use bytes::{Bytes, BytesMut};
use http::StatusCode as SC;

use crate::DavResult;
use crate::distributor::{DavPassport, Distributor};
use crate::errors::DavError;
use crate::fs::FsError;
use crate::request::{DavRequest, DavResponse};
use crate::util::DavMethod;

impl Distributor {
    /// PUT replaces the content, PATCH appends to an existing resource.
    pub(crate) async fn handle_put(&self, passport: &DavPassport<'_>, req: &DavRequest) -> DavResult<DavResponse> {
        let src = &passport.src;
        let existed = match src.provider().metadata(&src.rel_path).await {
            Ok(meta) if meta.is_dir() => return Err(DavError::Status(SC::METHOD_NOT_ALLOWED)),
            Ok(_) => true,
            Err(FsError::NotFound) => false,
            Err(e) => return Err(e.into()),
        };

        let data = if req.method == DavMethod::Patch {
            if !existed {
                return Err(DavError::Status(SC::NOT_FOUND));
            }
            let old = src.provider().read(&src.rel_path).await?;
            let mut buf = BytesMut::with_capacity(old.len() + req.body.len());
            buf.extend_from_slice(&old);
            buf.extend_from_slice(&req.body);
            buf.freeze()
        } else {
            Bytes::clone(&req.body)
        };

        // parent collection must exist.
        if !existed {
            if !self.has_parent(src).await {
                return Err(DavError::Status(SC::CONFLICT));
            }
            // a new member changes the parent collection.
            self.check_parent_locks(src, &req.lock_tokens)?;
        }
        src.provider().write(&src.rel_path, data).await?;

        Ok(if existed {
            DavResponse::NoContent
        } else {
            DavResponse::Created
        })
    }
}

• • •

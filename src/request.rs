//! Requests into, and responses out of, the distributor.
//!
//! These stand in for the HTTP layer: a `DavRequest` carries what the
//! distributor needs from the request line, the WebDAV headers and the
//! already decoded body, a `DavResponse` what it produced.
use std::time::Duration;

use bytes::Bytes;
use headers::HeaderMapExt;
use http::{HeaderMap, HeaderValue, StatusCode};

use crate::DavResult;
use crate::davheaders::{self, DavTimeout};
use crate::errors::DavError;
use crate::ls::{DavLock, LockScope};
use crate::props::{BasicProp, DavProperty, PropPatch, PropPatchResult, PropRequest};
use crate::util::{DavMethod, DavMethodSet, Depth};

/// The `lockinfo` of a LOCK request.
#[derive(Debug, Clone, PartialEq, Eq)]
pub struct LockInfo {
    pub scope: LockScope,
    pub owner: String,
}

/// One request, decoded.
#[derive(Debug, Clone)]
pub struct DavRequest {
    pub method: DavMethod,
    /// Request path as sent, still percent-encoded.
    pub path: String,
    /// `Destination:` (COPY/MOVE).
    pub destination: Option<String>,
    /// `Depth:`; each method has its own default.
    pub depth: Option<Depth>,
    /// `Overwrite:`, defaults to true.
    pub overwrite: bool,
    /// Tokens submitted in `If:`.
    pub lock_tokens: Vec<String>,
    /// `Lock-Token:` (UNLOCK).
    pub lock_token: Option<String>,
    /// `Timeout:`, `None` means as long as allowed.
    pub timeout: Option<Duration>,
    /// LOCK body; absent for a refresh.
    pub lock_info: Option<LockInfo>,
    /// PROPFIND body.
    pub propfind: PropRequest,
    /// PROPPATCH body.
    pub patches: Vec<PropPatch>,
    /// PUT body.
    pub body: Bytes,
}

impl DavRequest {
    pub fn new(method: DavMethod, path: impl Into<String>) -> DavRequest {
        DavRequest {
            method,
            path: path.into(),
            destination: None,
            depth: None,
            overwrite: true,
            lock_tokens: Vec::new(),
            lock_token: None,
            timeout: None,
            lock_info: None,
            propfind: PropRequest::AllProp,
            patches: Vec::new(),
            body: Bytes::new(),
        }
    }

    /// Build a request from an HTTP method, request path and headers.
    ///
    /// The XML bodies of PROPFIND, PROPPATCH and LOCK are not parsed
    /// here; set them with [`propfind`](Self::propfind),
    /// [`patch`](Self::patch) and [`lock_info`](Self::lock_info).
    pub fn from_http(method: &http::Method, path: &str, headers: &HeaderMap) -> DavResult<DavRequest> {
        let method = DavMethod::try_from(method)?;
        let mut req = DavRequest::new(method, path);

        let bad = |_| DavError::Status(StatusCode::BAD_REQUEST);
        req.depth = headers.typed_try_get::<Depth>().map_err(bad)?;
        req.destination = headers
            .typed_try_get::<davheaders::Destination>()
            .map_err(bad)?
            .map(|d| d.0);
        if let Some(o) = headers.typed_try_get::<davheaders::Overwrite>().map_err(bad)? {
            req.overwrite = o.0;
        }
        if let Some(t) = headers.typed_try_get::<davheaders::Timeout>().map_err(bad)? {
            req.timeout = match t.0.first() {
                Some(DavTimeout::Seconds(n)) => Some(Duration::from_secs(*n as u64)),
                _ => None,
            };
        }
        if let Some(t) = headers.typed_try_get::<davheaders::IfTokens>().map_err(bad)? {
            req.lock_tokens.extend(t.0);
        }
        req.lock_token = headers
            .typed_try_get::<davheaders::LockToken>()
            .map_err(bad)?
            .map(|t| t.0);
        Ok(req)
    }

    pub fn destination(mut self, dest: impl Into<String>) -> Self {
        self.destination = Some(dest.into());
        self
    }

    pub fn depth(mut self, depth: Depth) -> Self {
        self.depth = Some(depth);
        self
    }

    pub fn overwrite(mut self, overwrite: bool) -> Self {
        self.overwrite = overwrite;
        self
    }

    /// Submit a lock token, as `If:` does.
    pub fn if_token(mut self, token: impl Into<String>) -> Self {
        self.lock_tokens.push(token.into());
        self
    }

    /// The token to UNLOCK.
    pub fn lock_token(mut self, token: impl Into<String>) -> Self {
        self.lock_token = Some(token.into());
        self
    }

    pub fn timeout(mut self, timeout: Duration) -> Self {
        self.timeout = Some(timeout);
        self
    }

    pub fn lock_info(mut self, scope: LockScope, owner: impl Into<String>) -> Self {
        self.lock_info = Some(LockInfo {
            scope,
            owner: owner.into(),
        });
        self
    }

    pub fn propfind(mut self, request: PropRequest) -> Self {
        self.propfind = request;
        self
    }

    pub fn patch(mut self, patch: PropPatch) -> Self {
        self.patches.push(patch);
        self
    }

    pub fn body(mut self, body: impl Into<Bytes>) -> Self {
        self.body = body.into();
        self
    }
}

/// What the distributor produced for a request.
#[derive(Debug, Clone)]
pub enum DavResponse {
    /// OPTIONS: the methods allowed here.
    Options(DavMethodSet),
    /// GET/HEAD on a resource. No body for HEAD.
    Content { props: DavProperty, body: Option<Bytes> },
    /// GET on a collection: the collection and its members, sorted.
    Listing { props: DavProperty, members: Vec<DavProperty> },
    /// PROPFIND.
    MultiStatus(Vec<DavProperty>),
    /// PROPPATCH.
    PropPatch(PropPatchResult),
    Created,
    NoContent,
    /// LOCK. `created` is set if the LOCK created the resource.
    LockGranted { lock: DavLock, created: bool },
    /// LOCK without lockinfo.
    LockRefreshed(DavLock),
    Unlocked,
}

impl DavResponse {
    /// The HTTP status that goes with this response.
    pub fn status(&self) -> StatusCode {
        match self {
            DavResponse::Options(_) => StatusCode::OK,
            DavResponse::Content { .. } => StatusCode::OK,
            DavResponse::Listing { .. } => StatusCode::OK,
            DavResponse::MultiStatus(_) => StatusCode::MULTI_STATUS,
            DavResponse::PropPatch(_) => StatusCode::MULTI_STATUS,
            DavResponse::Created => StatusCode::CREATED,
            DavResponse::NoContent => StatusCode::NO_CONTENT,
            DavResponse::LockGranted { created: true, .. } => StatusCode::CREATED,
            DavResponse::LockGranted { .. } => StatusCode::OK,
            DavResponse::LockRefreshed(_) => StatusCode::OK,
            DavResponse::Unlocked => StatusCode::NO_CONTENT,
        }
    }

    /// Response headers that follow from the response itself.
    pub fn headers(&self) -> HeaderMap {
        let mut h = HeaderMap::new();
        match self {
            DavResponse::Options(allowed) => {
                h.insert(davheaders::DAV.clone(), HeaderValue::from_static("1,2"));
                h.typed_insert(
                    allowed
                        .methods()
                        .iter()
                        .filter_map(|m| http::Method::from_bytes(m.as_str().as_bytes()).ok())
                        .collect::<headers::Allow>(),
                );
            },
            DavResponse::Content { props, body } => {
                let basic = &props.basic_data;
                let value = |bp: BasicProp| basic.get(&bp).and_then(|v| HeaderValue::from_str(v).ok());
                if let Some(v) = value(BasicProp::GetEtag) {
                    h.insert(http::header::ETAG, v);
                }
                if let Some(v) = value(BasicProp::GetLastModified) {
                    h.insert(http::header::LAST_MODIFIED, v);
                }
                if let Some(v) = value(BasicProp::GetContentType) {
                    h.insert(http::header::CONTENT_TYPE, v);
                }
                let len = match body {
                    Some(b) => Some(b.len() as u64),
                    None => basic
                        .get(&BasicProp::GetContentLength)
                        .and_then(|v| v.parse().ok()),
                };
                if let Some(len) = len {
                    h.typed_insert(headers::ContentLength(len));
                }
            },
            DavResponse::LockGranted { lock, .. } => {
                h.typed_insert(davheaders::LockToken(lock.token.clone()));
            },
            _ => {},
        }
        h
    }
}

• • •

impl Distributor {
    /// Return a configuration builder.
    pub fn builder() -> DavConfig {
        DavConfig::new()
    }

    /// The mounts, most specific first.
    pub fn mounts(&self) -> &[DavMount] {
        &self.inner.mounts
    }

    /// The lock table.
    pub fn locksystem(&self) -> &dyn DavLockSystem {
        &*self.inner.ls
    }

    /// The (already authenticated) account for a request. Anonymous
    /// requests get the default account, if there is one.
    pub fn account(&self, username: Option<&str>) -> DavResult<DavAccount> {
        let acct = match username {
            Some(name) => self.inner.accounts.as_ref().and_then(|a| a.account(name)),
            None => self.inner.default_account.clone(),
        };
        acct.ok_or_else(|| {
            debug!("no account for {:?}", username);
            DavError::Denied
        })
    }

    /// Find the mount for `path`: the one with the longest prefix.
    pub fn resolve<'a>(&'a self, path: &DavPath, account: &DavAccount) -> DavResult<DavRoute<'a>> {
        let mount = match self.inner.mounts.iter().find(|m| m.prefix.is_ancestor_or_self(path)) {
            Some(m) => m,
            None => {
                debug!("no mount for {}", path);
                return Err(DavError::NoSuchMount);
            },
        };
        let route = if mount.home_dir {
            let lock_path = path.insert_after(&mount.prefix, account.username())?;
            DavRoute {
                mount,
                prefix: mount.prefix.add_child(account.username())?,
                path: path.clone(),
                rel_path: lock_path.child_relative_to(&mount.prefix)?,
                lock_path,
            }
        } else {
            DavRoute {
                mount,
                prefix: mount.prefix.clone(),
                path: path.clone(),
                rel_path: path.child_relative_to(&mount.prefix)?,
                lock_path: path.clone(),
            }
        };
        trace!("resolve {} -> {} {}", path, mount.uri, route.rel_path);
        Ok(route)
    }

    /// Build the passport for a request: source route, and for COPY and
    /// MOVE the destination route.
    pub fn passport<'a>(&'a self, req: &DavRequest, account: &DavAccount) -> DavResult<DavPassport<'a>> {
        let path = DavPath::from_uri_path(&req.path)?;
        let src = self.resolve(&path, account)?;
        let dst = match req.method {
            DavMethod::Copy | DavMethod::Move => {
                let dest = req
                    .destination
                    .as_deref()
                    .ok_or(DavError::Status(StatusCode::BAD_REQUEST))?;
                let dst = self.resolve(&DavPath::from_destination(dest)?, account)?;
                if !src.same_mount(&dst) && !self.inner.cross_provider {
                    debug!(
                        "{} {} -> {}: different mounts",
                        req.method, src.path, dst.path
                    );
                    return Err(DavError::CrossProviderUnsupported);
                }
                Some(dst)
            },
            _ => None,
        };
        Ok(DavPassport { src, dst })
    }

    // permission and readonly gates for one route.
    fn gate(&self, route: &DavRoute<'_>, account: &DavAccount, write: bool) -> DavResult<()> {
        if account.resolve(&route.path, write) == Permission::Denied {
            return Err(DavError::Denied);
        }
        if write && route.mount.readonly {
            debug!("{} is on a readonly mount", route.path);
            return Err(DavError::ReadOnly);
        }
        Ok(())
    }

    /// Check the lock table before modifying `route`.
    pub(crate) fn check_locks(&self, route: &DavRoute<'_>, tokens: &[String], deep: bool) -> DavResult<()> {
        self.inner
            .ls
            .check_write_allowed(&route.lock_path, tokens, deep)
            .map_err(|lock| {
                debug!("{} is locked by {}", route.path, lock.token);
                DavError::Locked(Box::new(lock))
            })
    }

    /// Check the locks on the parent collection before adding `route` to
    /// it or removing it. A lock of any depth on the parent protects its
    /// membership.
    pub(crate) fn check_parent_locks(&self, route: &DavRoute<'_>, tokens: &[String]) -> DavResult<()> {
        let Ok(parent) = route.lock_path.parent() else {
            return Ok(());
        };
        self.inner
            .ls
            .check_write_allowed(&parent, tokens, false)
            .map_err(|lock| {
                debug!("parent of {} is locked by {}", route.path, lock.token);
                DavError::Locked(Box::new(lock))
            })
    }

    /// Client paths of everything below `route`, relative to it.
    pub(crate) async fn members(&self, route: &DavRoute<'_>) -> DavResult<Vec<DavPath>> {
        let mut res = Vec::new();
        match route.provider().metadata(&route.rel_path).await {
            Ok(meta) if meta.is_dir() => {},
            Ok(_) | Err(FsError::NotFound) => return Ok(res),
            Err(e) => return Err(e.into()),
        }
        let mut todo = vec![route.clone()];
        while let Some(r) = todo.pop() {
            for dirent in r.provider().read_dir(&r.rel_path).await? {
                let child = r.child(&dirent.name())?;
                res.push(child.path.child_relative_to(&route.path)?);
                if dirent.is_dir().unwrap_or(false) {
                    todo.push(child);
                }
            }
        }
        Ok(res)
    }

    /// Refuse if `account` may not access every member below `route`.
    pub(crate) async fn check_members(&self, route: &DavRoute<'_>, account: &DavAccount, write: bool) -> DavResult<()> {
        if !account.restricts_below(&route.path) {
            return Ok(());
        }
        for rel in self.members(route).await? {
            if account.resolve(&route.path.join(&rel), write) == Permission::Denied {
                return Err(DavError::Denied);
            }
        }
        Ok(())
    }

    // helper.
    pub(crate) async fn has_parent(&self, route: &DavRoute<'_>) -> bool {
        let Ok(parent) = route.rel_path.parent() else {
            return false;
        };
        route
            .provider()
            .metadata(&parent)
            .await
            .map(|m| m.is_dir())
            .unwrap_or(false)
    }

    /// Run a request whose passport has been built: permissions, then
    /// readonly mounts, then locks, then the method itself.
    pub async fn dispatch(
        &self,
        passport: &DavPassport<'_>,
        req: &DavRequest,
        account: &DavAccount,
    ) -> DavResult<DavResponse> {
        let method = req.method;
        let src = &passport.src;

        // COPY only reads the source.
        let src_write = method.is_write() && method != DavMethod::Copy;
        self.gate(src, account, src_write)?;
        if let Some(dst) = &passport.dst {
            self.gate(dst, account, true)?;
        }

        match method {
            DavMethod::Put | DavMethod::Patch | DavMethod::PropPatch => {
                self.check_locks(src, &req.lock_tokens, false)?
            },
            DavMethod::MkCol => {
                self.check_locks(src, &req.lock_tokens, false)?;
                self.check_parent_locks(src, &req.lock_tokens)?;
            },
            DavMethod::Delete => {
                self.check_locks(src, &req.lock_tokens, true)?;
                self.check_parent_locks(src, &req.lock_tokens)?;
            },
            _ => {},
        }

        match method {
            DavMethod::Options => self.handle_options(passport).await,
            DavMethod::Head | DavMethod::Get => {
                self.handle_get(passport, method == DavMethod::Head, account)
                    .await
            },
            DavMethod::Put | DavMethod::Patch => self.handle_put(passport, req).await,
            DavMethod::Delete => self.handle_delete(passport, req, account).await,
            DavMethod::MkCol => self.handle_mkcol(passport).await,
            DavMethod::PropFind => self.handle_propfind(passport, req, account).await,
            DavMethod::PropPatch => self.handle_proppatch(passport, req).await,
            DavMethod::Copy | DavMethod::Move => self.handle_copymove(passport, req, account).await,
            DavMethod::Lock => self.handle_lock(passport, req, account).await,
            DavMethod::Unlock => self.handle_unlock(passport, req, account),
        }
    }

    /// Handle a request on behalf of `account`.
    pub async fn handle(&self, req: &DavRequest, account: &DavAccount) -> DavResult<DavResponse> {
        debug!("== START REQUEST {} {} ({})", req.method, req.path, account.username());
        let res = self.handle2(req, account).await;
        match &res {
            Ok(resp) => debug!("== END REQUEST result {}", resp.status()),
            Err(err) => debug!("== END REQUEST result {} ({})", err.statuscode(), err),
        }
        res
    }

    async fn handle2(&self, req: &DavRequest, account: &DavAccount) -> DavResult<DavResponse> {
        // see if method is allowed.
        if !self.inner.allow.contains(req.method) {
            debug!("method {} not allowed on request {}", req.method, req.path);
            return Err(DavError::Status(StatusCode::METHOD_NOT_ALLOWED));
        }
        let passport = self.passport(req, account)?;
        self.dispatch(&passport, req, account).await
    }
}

• • •

▸ **ASSIGNMENT**: Copy every line that includes the string "DavRoute" from the material above.

▸ **WRITTEN SOLUTION**:
    pub fn resolve<'a>(&'a self, path: &DavPath, account: &DavAccount) -> DavResult<DavRoute<'a>> {
            DavRoute {
            DavRoute {
    fn gate(&self, route: &DavRoute<'_>, account: &DavAccount, write: bool) -> DavResult<()> {
    pub(crate) fn check_locks(&self, route: &DavRoute<'_>, tokens: &[String], deep: bool) -> DavResult<()> {
    pub(crate) fn check_parent_locks(&self, route: &DavRoute<'_>, tokens: &[String]) -> DavResult<()> {
    pub(crate) async fn members(&self, route: &DavRoute<'_>) -> DavResult<Vec<DavPath>> {
    pub(crate) async fn check_members(&self, route: &DavRoute<'_>, account: &DavAccount, write: bool) -> DavResult<()> {
    pub(crate) async fn has_parent(&self, route: &DavRoute<'_>) -> bool {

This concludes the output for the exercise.